- Cover art by Storm Thorgerson

Studio album by The Mars Volta
- Released: June 24, 2003
- Recorded: 2002–2003
- Studios: The Mansion, Los Angeles
- Genres: Progressive rock; art rock; post-hardcore; post-rock; alternative rock;
- Length: 60:51
- Labels: GSL; Universal; Strummer;
- Producers: Rick Rubin; Omar Rodríguez-López;

The Mars Volta chronology
| Tremulant (2002) | De-Loused in the Comatorium (2003) | Live (2003) |

Singles from De-Loused in the Comatorium
- "Inertiatic ESP" Released: September 2003; "Televators" Released: 2004;

Alternative cover
- Alternative cover (used as the front cover on vinyl release and certain limited CD editions)

= De-Loused in the Comatorium =

De-Loused in the Comatorium is the debut studio album by the American progressive rock band The Mars Volta, released on June 24, 2003, on Gold Standard Laboratories and Universal Records. Based on a short story written by lead singer Cedric Bixler-Zavala and sound manipulation artist Jeremy Ward, the concept album is an hour-long tale of Cerpin Taxt, a man who enters a week-long coma after overdosing on a mixture of morphine and rat poison. The story of Cerpin Taxt alludes to the death of El Paso, Texas artist Julio Venegas.

Co-produced by Rick Rubin and bandleader/guitarist Omar Rodríguez-López, it is the only studio album to feature founding member Ward, who was found dead of an apparent heroin overdose one month before the album was released. Following the departure of original bassist Eva Gardner, interim bassist Flea of Red Hot Chili Peppers performed on De-Loused.

De-Loused is distinguished by its enigmatic lyrics, Latin and jazz rhythms, and Rodríguez-López's frenetic and dissonant guitar work. The title of the album is taken from the lyrics of the song "Eunuch Provocateur" on the band's Tremulant EP; closing track "Take the Veil Cerpin Taxt", in turn, contains the title of Tremulant. The cover artwork was made by Storm Thorgerson.

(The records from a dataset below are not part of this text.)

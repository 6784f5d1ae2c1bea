//! Sample buffer management and operations

use crate::{CoreError, Result};
use std::ops::{Index, IndexMut};

/// Generic sample buffer for audio data
#[derive(Debug, Clone)]
pub struct SampleBuffer<T> {
    data: Vec<T>,
    sample_rate: f64,
}

impl<T> SampleBuffer<T>
where
    T: Clone + Default,
{
    /// Create a new sample buffer with specified capacity and sample rate
    pub fn new(capacity: usize, sample_rate: f64) -> Result<Self> {
        if sample_rate <= 0.0 {
            return Err(CoreError::InvalidSampleRate { rate: sample_rate });
        }
        
        Ok(Self {
            data: vec![T::default(); capacity],
            sample_rate,
        })
    }
    
    /// Create a buffer from existing data
    pub fn from_data(data: Vec<T>, sample_rate: f64) -> Result<Self> {
        if sample_rate <= 0.0 {
            return Err(CoreError::InvalidSampleRate { rate: sample_rate });
        }
        
        Ok(Self { data, sample_rate })
    }
    
    /// Get the sample rate
    pub fn sample_rate(&self) -> f64 {
        self.sample_rate
    }
    
    /// Get the number of samples
    pub fn len(&self) -> usize {
        self.data.len()
    }
    
    /// Check if buffer is empty
    pub fn is_empty(&self) -> bool {
        self.data.is_empty()
    }
    
    /// Get a reference to the underlying data
    pub fn data(&self) -> &[T] {
        &self.data
    }
    
    /// Get a mutable reference to the underlying data
    pub fn data_mut(&mut self) -> &mut [T] {
        &mut self.data
    }
    
    /// Clear the buffer
    pub fn clear(&mut self) {
        self.data.clear();
    }
    
    /// Resize the buffer
    pub fn resize(&mut self, new_len: usize) {
        self.data.resize(new_len, T::default());
    }
}

impl<T> Index<usize> for SampleBuffer<T> {
    type Output = T;
    
    fn index(&self, index: usize) -> &Self::Output {
        &self.data[index]
    }
}

impl<T> IndexMut<usize> for SampleBuffer<T> {
    fn index_mut(&mut self, index: usize) -> &mut Self::Output {
        &mut self.data[index]
    }
}

/// Complex number representation for IQ data
#[derive(Debug, Clone, Copy, Default, PartialEq)]
pub struct Complex {
    pub real: f64,
    pub imag: f64,
}

impl Complex {
    pub fn new(real: f64, imag: f64) -> Self {
        Self { real, imag }
    }
    
    pub fn magnitude(&self) -> f64 {
        (self.real * self.real + self.imag * self.imag).sqrt()
    }
    
    pub fn norm(&self) -> f64 {
        self.magnitude()
    }
    
    pub fn norm_sqr(&self) -> f64 {
        self.real * self.real + self.imag * self.imag
    }
    
    pub fn phase(&self) -> f64 {
        self.imag.atan2(self.real)
    }

    pub fn conj(&self) -> Self {
        Self::new(self.real, -self.imag)
    }
}

impl std::ops::Mul<f64> for Complex {
    type Output = Complex;

    fn mul(self, rhs: f64) -> Self::Output {
        Complex::new(self.real * rhs, self.imag * rhs)
    }
}

impl std::ops::Add for Complex {
    type Output = Complex;

    fn add(self, rhs: Complex) -> Self::Output {
        Complex::new(self.real + rhs.real, self.imag + rhs.imag)
    }
}

impl std::ops::Sub for Complex {
    type Output = Complex;

    fn sub(self, rhs: Complex) -> Self::Output {
        Complex::new(self.real - rhs.real, self.imag - rhs.imag)
    }
}

impl std::ops::Neg for Complex {
    type Output = Complex;

    fn neg(self) -> Self::Output {
        Complex::new(-self.real, -self.imag)
    }
}

impl std::ops::Mul for Complex {
    type Output = Complex;

    fn mul(self, rhs: Complex) -> Self::Output {
        Complex::new(
            self.real * rhs.real - self.imag * rhs.imag,
            self.real * rhs.imag + self.imag * rhs.real,
        )
    }
}

impl std::ops::Div for Complex {
    type Output = Complex;

    fn div(self, rhs: Complex) -> Self::Output {
        let denom = rhs.norm_sqr();
        Complex::new(
            (self.real * rhs.real + self.imag * rhs.imag) / denom,
            (self.imag * rhs.real - self.real * rhs.imag) / denom,
        )
    }
}

impl std::ops::Div<f64> for Complex {
    type Output = Complex;

    fn div(self, rhs: f64) -> Self::Output {
        Complex::new(self.real / rhs, self.imag / rhs)
    }
}

/// Type alias for complex sample buffers (IQ data)
pub type ComplexBuffer = SampleBuffer<Complex>;

/// Type alias for real sample buffers (audio data)
pub type AudioBuffer = SampleBuffer<f64>;

#[cfg(test)]
mod tests {
    use super::*;

    #[test]
    fn test_sample_buffer_creation() {
        let buffer = SampleBuffer::<f64>::new(1024, 48000.0).unwrap();
        assert_eq!(buffer.len(), 1024);
        assert_eq!(buffer.sample_rate(), 48000.0);
    }

    #[test]
    fn test_invalid_sample_rate() {
        let result = SampleBuffer::<f64>::new(1024, -1.0);
        assert!(result.is_err());
    }

    #[test]
    fn test_complex_operations() {
        let c = Complex::new(3.0, 4.0);
        assert_eq!(c.magnitude(), 5.0);
        assert!((c.phase() - 0.9272952180016122).abs() < 1e-10);
    }

    #[test]
    fn test_complex_arithmetic() {
        let a = Complex::new(1.0, 2.0);
        let b = Complex::new(3.0, -1.0);
        assert_eq!(a + b, Complex::new(4.0, 1.0));
        assert_eq!(a - b, Complex::new(-2.0, 3.0));
        assert_eq!(a * b, Complex::new(5.0, 5.0));
        let quotient = (a * b) / b;
        assert!((quotient.real - a.real).abs() < 1e-12);
        assert!((quotient.imag - a.imag).abs() < 1e-12);
    }
}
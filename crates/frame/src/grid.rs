//! OFDM resource grid: cell tagging and lattice addressing

use crate::{FrameError, Result};

/// The role a single (symbol, subcarrier) cell plays in the OFDM grid.
#[derive(Debug, Clone, Copy, PartialEq, Eq)]
pub enum CellKind {
    Data,
    Pilot,
    Zero,
    Config,
}

/// Last-column edge policy.
#[derive(Debug, Clone, Copy, PartialEq, Eq)]
pub enum LastColPolicy {
    /// The last subcarrier copies the tag of the first.
    CopyFirstCol,
    /// The last subcarrier is tagged independently (treated as `Zero`).
    Independent,
}

/// Pilot lattice parameters: pilots sit every `dx` symbols and `dy`
/// subcarriers, boosted in amplitude by `boost`.
#[derive(Debug, Clone, Copy)]
pub struct PilotLattice {
    pub dx: usize,
    pub dy: usize,
    pub boost: f64,
}

/// Full lattice description for one config preset, uniquely determining the
/// cell tag of every (symbol, subcarrier) position.
#[derive(Debug, Clone, Copy)]
pub struct Lattice {
    pub nc: usize,
    pub nsymb: usize,
    pub pilot: PilotLattice,
    pub first_col: CellKind,
    pub last_col: LastColPolicy,
    pub second_col: CellKind,
    pub first_row: CellKind,
    pub last_row: CellKind,
    /// Force the first OFDM symbol into an alternating-zero pattern.
    pub first_row_zeros: bool,
}

impl Lattice {
    pub fn new(nc: usize, nsymb: usize, pilot: PilotLattice) -> Result<Self> {
        if nc == 0 || nsymb == 0 {
            return Err(FrameError::InvalidFormat {
                msg: "grid dimensions must be non-zero".to_string(),
            });
        }
        Ok(Self {
            nc,
            nsymb,
            pilot,
            first_col: CellKind::Pilot,
            last_col: LastColPolicy::CopyFirstCol,
            second_col: CellKind::Data,
            first_row: CellKind::Config,
            last_row: CellKind::Data,
            first_row_zeros: true,
        })
    }

    /// Number of cells per OFDM symbol row.
    pub fn row_len(&self) -> usize {
        self.nc
    }

    /// Total cell count for the frame.
    pub fn total_cells(&self) -> usize {
        self.nc * self.nsymb
    }

    /// Determine the tag of cell (symbol index `t`, subcarrier index `f`).
    pub fn cell_kind(&self, t: usize, f: usize) -> CellKind {
        debug_assert!(t < self.nsymb && f < self.nc);

        if t == 0 {
            if self.first_row_zeros && f % 2 == 1 {
                return CellKind::Zero;
            }
            return self.first_row;
        }

        if f == self.nc - 1 {
            if let LastColPolicy::CopyFirstCol = self.last_col {
                return self.cell_kind(t, 0);
            }
        }

        if f == 0 {
            return self.first_col;
        }
        if f == 1 {
            return self.second_col;
        }
        if t == self.nsymb - 1 {
            return self.last_row;
        }

        if t % self.pilot.dx == 0 && f % self.pilot.dy == 0 {
            return CellKind::Pilot;
        }

        CellKind::Data
    }

    /// Count of cells of each kind, used to validate the frame invariant
    /// that commander and responder see an identical grid shape.
    pub fn kind_counts(&self) -> (usize, usize, usize, usize) {
        let (mut data, mut pilot, mut zero, mut config) = (0, 0, 0, 0);
        for t in 0..self.nsymb {
            for f in 0..self.nc {
                match self.cell_kind(t, f) {
                    CellKind::Data => data += 1,
                    CellKind::Pilot => pilot += 1,
                    CellKind::Zero => zero += 1,
                    CellKind::Config => config += 1,
                }
            }
        }
        (data, pilot, zero, config)
    }
}

#[cfg(test)]
mod tests {
    use super::*;

    fn test_lattice() -> Lattice {
        Lattice::new(16, 8, PilotLattice { dx: 2, dy: 4, boost: 1.5 }).unwrap()
    }

    #[test]
    fn every_cell_has_exactly_one_kind() {
        let lattice = test_lattice();
        for t in 0..lattice.nsymb {
            for f in 0..lattice.nc {
                let _ = lattice.cell_kind(t, f);
            }
        }
    }

    #[test]
    fn counts_are_stable_across_two_instances() {
        let a = test_lattice();
        let b = test_lattice();
        assert_eq!(a.kind_counts(), b.kind_counts());
    }

    #[test]
    fn last_col_copies_first_col_when_configured() {
        let lattice = test_lattice();
        for t in 1..lattice.nsymb - 1 {
            assert_eq!(lattice.cell_kind(t, lattice.nc - 1), lattice.cell_kind(t, 0));
        }
    }

    #[test]
    fn first_row_alternates_zero_when_enabled() {
        let lattice = test_lattice();
        for f in 0..lattice.nc {
            let kind = lattice.cell_kind(0, f);
            if f % 2 == 1 {
                assert_eq!(kind, CellKind::Zero);
            } else {
                assert_eq!(kind, CellKind::Config);
            }
        }
    }

    #[test]
    fn rejects_zero_dimensions() {
        assert!(Lattice::new(0, 8, PilotLattice { dx: 1, dy: 1, boost: 1.0 }).is_err());
    }
}
//! OFDM symbol engine: zero-padding, IFFT/FFT, cyclic prefix, and the
//! baseband <-> passband conversion to/from the 48 kHz audio channel.
//!
//! This is the per-symbol waveform engine; grid framing (which cell carries
//! data/pilot/zero/config) lives in `mercury_frame::framer`, and coarse
//! timing/frequency recovery lives in [`crate::sync`].

use crate::Result;
use mercury_core::buffer::Complex;
use mercury_core::fft::{FftConfig, FftProcessor};
use mercury_core::filter::{Filter, FirFilter};
use std::f64::consts::PI;

/// FIR window choice for the LPF/BPF/HPF filters used on the passband path.
#[derive(Debug, Clone, Copy, PartialEq, Eq)]
pub enum FilterWindow {
    Hamming,
    Hanning,
    Blackman,
}

/// OFDM symbol engine configuration.
#[derive(Debug, Clone)]
pub struct OfdmConfig {
    /// IFFT/FFT size, must be a power of two.
    pub nfft: usize,
    /// Number of data+pilot+zero+config carriers (<= nfft - 2, to leave DC
    /// and guard bins free).
    pub nc: usize,
    /// Guard-interval fraction of nfft (`Ngi = nfft * gi`).
    pub gi: f64,
    /// Internal OFDM baseband/passband sample rate (Hz).
    pub ofdm_rate: f64,
    /// Audio channel sample rate the passband signal is carried at (Hz).
    pub audio_rate: f64,
    /// Passband carrier frequency (Hz).
    pub carrier_freq: f64,
    /// Passband amplitude scale.
    pub amplitude: f64,
    pub window: FilterWindow,
}

impl OfdmConfig {
    pub fn ngi(&self) -> usize {
        (self.nfft as f64 * self.gi).round() as usize
    }

    pub fn symbol_length(&self) -> usize {
        self.nfft + self.ngi()
    }
}

/// Maps the `Nc` logical carrier positions onto `Nfft` FFT bins: centered
/// around DC with a one-bin offset (DC itself stays zero/unused), leaving
/// guard bins at the spectrum edges.
fn carrier_bins(nc: usize, nfft: usize) -> Vec<usize> {
    let lower_half = nc / 2;
    let upper_half = nc - lower_half;
    let mut bins = Vec::with_capacity(nc);
    for i in 0..lower_half {
        bins.push(1 + i);
    }
    for i in 0..upper_half {
        bins.push(nfft - upper_half + i);
    }
    bins
}

/// Zero-pads `Nc` carrier values into an `Nfft`-bin frequency-domain frame.
pub fn zero_pad(cells: &[Complex], nfft: usize) -> Vec<Complex> {
    let mut frame = vec![Complex::default(); nfft];
    for (&bin, &cell) in carrier_bins(cells.len(), nfft).iter().zip(cells.iter()) {
        frame[bin] = cell;
    }
    frame
}

/// Reverses [`zero_pad`]: extracts the `Nc` carrier values back out of an
/// `Nfft`-bin frame.
pub fn zero_depad(frame: &[Complex], nc: usize) -> Vec<Complex> {
    carrier_bins(nc, frame.len()).iter().map(|&bin| frame[bin]).collect()
}

/// Per-symbol modulator: one cyclic-prefixed OFDM symbol from `Nc`
/// frequency-domain cells.
pub struct OfdmSymbolEngine {
    config: OfdmConfig,
    fft: FftProcessor,
}

impl OfdmSymbolEngine {
    pub fn new(config: OfdmConfig) -> Result<Self> {
        let fft = FftProcessor::new(FftConfig::new(config.nfft, config.ofdm_rate)?)?;
        Ok(Self { config, fft })
    }

    pub fn config(&self) -> &OfdmConfig {
        &self.config
    }

    /// Zero-pad, IFFT, and prepend the cyclic prefix.
    pub fn modulate_symbol(&mut self, cells: &[Complex]) -> Result<Vec<Complex>> {
        let freq_frame = zero_pad(cells, self.config.nfft);
        let mut time_frame = vec![Complex::default(); self.config.nfft];
        self.fft.ifft(&freq_frame, &mut time_frame)?;

        let ngi = self.config.ngi();
        let mut symbol = Vec::with_capacity(self.config.symbol_length());
        symbol.extend_from_slice(&time_frame[self.config.nfft - ngi..]);
        symbol.extend_from_slice(&time_frame);
        Ok(symbol)
    }

    /// Strip the cyclic prefix, FFT, and zero-depad.
    pub fn demodulate_symbol(&mut self, symbol: &[Complex]) -> Result<Vec<Complex>> {
        let ngi = self.config.ngi();
        let time_frame = &symbol[ngi..ngi + self.config.nfft];
        let mut freq_frame = vec![Complex::default(); self.config.nfft];
        self.fft.fft(time_frame, &mut freq_frame)?;
        Ok(zero_depad(&freq_frame, self.config.nc))
    }
}

/// Upconverts baseband IQ to passband: `y[n] = I*A*cos(2pi fc n Ts) + Q*A*sin(2pi fc n Ts)`.
pub fn to_passband(baseband: &[Complex], config: &OfdmConfig, start_sample: usize) -> Vec<f64> {
    let omega = 2.0 * PI * config.carrier_freq / config.ofdm_rate;
    baseband
        .iter()
        .enumerate()
        .map(|(n, s)| {
            let theta = omega * (start_sample + n) as f64;
            config.amplitude * (s.real * theta.cos() + s.imag * theta.sin())
        })
        .collect()
}

/// Downconverts passband to baseband via complex mixing (the caller is
/// expected to have already band-limited/decimated to `ofdm_rate`).
pub fn from_passband(passband: &[f64], config: &OfdmConfig, start_sample: usize) -> Vec<Complex> {
    let omega = 2.0 * PI * config.carrier_freq / config.ofdm_rate;
    passband
        .iter()
        .enumerate()
        .map(|(n, &y)| {
            let theta = omega * (start_sample + n) as f64;
            Complex::new(y * theta.cos(), y * theta.sin()) * (2.0 / config.amplitude)
        })
        .collect()
}

fn apply_window(window: FilterWindow, signal: &mut [f64]) {
    match window {
        FilterWindow::Hamming => mercury_core::fft::window::hamming(signal),
        FilterWindow::Hanning => mercury_core::fft::window::hanning(signal),
        FilterWindow::Blackman => mercury_core::fft::window::blackman(signal),
    }
}

/// FIR tap count for a transition bandwidth, per the windowed-sinc rule of
/// thumb `nTaps ~= 4*fs/(2*transition_bw)`, rounded up to the next odd value.
pub fn fir_tap_count(sample_rate: f64, transition_bw: f64) -> usize {
    let taps = (4.0 * sample_rate / (2.0 * transition_bw)).ceil() as usize;
    if taps % 2 == 0 { taps + 1 } else { taps.max(3) }
}

/// Upsamples `input` (at `from_rate`) to `to_rate` by zero-stuffing then
/// low-pass filtering to reject the stuffing images, matching the spec's
/// "simple upsample-then-LPF" passband resampling path.
pub fn upsample_then_lpf(
    input: &[f64],
    from_rate: f64,
    to_rate: f64,
    window: FilterWindow,
    max_factor: usize,
) -> Result<Vec<f64>> {
    let (up, down) = mercury_core::resample::rational_factors(to_rate / from_rate, max_factor);
    let mut stuffed = vec![0.0; input.len() * up];
    for (i, &s) in input.iter().enumerate() {
        stuffed[i * up] = s * up as f64;
    }

    let new_rate = from_rate * up as f64;
    let cutoff = (from_rate / 2.0).min(new_rate / 2.0 - 1.0).max(1.0);
    let taps = fir_tap_count(new_rate, cutoff * 0.2).clamp(15, 201) | 1;
    let mut filter = FirFilter::lowpass(cutoff, new_rate, taps)?;
    let mut filtered = vec![0.0; stuffed.len()];
    filter.process_buffer(&stuffed, &mut filtered)?;

    let _ = window; // window choice governs the BPF/HPF receive stage, not this resampling LPF
    Ok(filtered.into_iter().step_by(down).collect())
}

/// Designs the receive-side channel-selection filter: a band-pass around
/// `carrier_freq` with `half_bandwidth` on either side, windowed per
/// `config.window`.
pub fn channel_filter(config: &OfdmConfig, half_bandwidth: f64, num_taps: usize) -> Result<FirFilter> {
    let low = (config.carrier_freq - half_bandwidth).max(1.0);
    let high = (config.carrier_freq + half_bandwidth).min(config.audio_rate / 2.0 - 1.0);
    FirFilter::bandpass(low, high, config.audio_rate, num_taps)
}

/// Applies `window` to a signal in place (exposed for callers designing
/// their own ad hoc FIR filters with the same windows used here).
pub fn window_signal(window: FilterWindow, signal: &mut [f64]) {
    apply_window(window, signal);
}

#[cfg(test)]
mod tests {
    use super::*;

    fn test_config() -> OfdmConfig {
        OfdmConfig {
            nfft: 64,
            nc: 32,
            gi: 0.25,
            ofdm_rate: 8000.0,
            audio_rate: 48000.0,
            carrier_freq: 1500.0,
            amplitude: 1.0,
            window: FilterWindow::Hamming,
        }
    }

    #[test]
    fn carrier_bins_avoid_dc_and_are_distinct() {
        let bins = carrier_bins(32, 64);
        assert_eq!(bins.len(), 32);
        assert!(!bins.contains(&0));
        let mut sorted = bins.clone();
        sorted.sort_unstable();
        sorted.dedup();
        assert_eq!(sorted.len(), bins.len());
    }

    #[test]
    fn zero_pad_then_depad_recovers_cells() {
        let cells: Vec<Complex> = (0..32).map(|i| Complex::new(i as f64, -(i as f64))).collect();
        let frame = zero_pad(&cells, 64);
        let recovered = zero_depad(&frame, 32);
        assert_eq!(cells, recovered);
    }

    #[test]
    fn symbol_roundtrip_recovers_cells() {
        let config = test_config();
        let mut engine = OfdmSymbolEngine::new(config.clone()).unwrap();
        let cells: Vec<Complex> = (0..config.nc).map(|i| Complex::new((i % 3) as f64 - 1.0, (i % 2) as f64)).collect();

        let symbol = engine.modulate_symbol(&cells).unwrap();
        assert_eq!(symbol.len(), config.symbol_length());

        let recovered = engine.demodulate_symbol(&symbol).unwrap();
        for (a, b) in cells.iter().zip(recovered.iter()) {
            assert!((a.real - b.real).abs() < 1e-9);
            assert!((a.imag - b.imag).abs() < 1e-9);
        }
    }

    #[test]
    fn cyclic_prefix_copies_symbol_tail() {
        let config = test_config();
        let mut engine = OfdmSymbolEngine::new(config.clone()).unwrap();
        let cells = vec![Complex::new(1.0, 0.0); config.nc];
        let symbol = engine.modulate_symbol(&cells).unwrap();
        let ngi = config.ngi();
        for i in 0..ngi {
            assert!((symbol[i].real - symbol[config.nfft + i].real).abs() < 1e-9);
        }
    }

    #[test]
    fn passband_roundtrip_has_matching_length() {
        let config = test_config();
        let baseband = vec![Complex::new(1.0, 0.0), Complex::new(0.0, 1.0), Complex::new(-1.0, 0.0)];
        let passband = to_passband(&baseband, &config, 0);
        let recovered = from_passband(&passband, &config, 0);
        assert_eq!(recovered.len(), baseband.len());
    }

    #[test]
    fn upsample_then_lpf_scales_sample_count() {
        let input = vec![1.0, 0.0, -1.0, 0.0, 1.0, 0.0, -1.0, 0.0];
        let output = upsample_then_lpf(&input, 8000.0, 48000.0, FilterWindow::Hamming, 64).unwrap();
        // 6x rate increase should yield roughly 6x the samples.
        assert!(output.len() > input.len() * 4);
    }
}
//! Mercury Frame - OFDM resource grid, LDPC coding, and interleaving
//!
//! This crate maps bits onto the OFDM time/frequency grid (framer/deframer),
//! generates the pilot sequence, implements the quasi-cyclic LDPC codec, and
//! provides the bit-level and OFDM-level interleavers.

pub mod grid;
pub mod pilot;
pub mod framer;
pub mod ldpc;
pub mod interleave;
pub mod error;

pub use error::{FrameError, Result};

/// Re-export commonly used types
pub mod prelude {
    pub use crate::{
        grid::{CellKind, Lattice, PilotLattice},
        pilot::PilotSequence,
        framer::{Framer, Deframer, PilotObservation},
        ldpc::{QcTables, DecodeAlgorithm, encode as ldpc_encode, decode_gbf, decode_spa},
        interleave::{Interleaver, BlockInterleaver, OfdmInterleaver},
        error::{FrameError, Result},
    };
}

#[cfg(test)]
mod tests {
    use super::*;

    #[test]
    fn it_works() {
        let result = 2 + 2;
        assert_eq!(result, 4);
    }
}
//! Mercury Core - DSP primitives and signal processing
//!
//! This crate provides fundamental DSP operations, sample buffers,
//! resampling, filtering, FFT wrappers, and the lockless ring buffer that
//! bridges the audio I/O threads and the modem thread.

pub mod buffer;
pub mod filter;
pub mod fft;
pub mod resample;
pub mod ring;
pub mod error;

pub use error::{CoreError, Result};

/// Re-export commonly used types
pub mod prelude {
    pub use crate::{
        buffer::{SampleBuffer, ComplexBuffer},
        filter::{Filter, FirFilter, IirFilter},
        fft::{FftProcessor, FftConfig},
        resample::Resampler,
        ring::{Ring, RingFlags},
        error::{CoreError, Result},
    };
}

#[cfg(test)]
mod tests {
    use super::*;

    #[test]
    fn it_works() {
        let result = 2 + 2;
        assert_eq!(result, 4);
    }
}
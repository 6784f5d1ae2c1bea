//! Error types for Mercury Frame

use thiserror::Error;

/// Frame processing error types
#[derive(Error, Debug)]
pub enum FrameError {
    #[error("Invalid frame format: {msg}")]
    InvalidFormat { msg: String },
    
    #[error("Frame size mismatch: expected {expected}, got {actual}")]
    SizeMismatch { expected: usize, actual: usize },
    
    #[error("Invalid FEC parameters: {msg}")]
    InvalidFecParameters { msg: String },

    #[error("Interleaving error: {msg}")]
    InterleavingError { msg: String },

    #[error("Core error: {0}")]
    Core(#[from] mercury_core::CoreError),
}

/// Result type for Mercury Frame operations
pub type Result<T> = std::result::Result<T, FrameError>;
//! Command-line interface: `-c <cpu_nr> -m <mode> -l -h`, per the external
//! interface contract, plus a `--config` path for the key=value config file.

use clap::{Parser, ValueEnum};
use std::path::PathBuf;

/// Software-defined HF modem: OFDM PHY layer + selective-repeat ARQ.
#[derive(Parser, Debug, Clone)]
#[command(name = "mercury")]
#[command(about = "Software-defined HF modem: OFDM PHY + selective-repeat ARQ")]
pub struct Cli {
    /// Pin the modem thread to this CPU core. -1 disables pinning.
    #[arg(short = 'c', long = "cpu", default_value_t = 3)]
    pub cpu_nr: i32,

    /// Operation mode.
    #[arg(short = 'm', long = "mode", value_enum, default_value_t = Mode::Arq)]
    pub mode: Mode,

    /// List preset indices with their net bitrates and exit.
    #[arg(short = 'l', long = "list-presets")]
    pub list_presets: bool,

    /// Config file path (key=value, `[section]`-grouped, `#` comments).
    #[arg(long = "config")]
    pub config: Option<PathBuf>,

    /// WAV file backing `TX_TEST`/`RX_TEST`/`PLOT_*` modes instead of a live
    /// audio device.
    #[arg(long = "wav")]
    pub wav: Option<PathBuf>,

    /// Station call sign used by the ARQ connection.
    #[arg(long, default_value = "NOCALL")]
    pub callsign: String,

    /// Enable debug logging.
    #[arg(long)]
    pub debug: bool,

    /// Enable verbose (info-level) logging.
    #[arg(short, long)]
    pub verbose: bool,
}

/// Operation modes, matching the original `-m` argument values.
#[derive(ValueEnum, Clone, Copy, Debug, PartialEq, Eq)]
pub enum Mode {
    Arq,
    Tx,
    Rx,
    TxTest,
    RxTest,
    PlotBaseband,
    PlotPassband,
}

impl Mode {
    pub fn as_original_str(&self) -> &'static str {
        match self {
            Mode::Arq => "ARQ",
            Mode::Tx => "TX",
            Mode::Rx => "RX",
            Mode::TxTest => "TX_TEST",
            Mode::RxTest => "RX_TEST",
            Mode::PlotBaseband => "PLOT_BASEBAND",
            Mode::PlotPassband => "PLOT_PASSBAND",
        }
    }
}

/// Pins the current thread to `cpu_nr`. A value of `-1` disables pinning.
/// CPU affinity is a best-effort hint (spec.md §9); this port has no
/// platform-affinity crate in its dependency stack, so it only logs intent.
pub fn apply_cpu_affinity(cpu_nr: i32) {
    if cpu_nr < 0 {
        tracing::debug!("CPU pinning disabled (-c -1)");
        return;
    }
    tracing::info!(cpu_nr, "CPU pinning requested (best-effort hint, not enforced on this platform)");
}

#[cfg(test)]
mod tests {
    use super::*;

    #[test]
    fn mode_round_trips_to_original_strings() {
        assert_eq!(Mode::TxTest.as_original_str(), "TX_TEST");
        assert_eq!(Mode::PlotPassband.as_original_str(), "PLOT_PASSBAND");
    }
}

The album exemplifies progressive rock, art rock, and post-hardcore while incorporating influences from psychedelic rock, Latin jazz, heavy metal, punk rock, and blues rock.

== Background ==
The Mars Volta started in spring of 2001, soon after the demise of Rodríguez-López's and Bixler-Zavala's previous band At the Drive-In. Intending to break free from the limitations of At the Drive-In and to fulfill his creative vision, Rodríguez-López began to assemble the new group. He first recruited drummer Blake Fleming, whom he first met on tour when Fleming's previous band Laddio Bolocko played with At the Drive-In. Keyboardist Isaiah "Ikey" Owens and sound artist Jeremy Michael Ward from Rodríguez-López's and Bixler-Zavala's dub project De Facto were also asked to join; Owens suggested his friend Eva Gardner (daughter of English musician Kim Gardner) as a bassist. Thus, with Rodríguez-López on guitar and Bixler-Zavala on lead vocals, the first line-up of The Mars Volta was formed. Based in a rented warehouse in Long Beach dubbed Anikulapo (in honor of Nigerian musician Fela Kuti), the band would spend up to 12 hours a day rehearsing and writing material, some of which would eventually end up on De-Loused in the Comatorium. They soon went into to the studio with producer Alex Newport to record two songs, early versions of "Roulette Dares (The Haunt Of)" and "Cicatriz ESP" for a potential single release on Grand Royal. The single never materialized, however, as Grand Royal went bankrupt and drummer Fleming quit the band due to personal differences; a proposed summer European tour also had to be cancelled.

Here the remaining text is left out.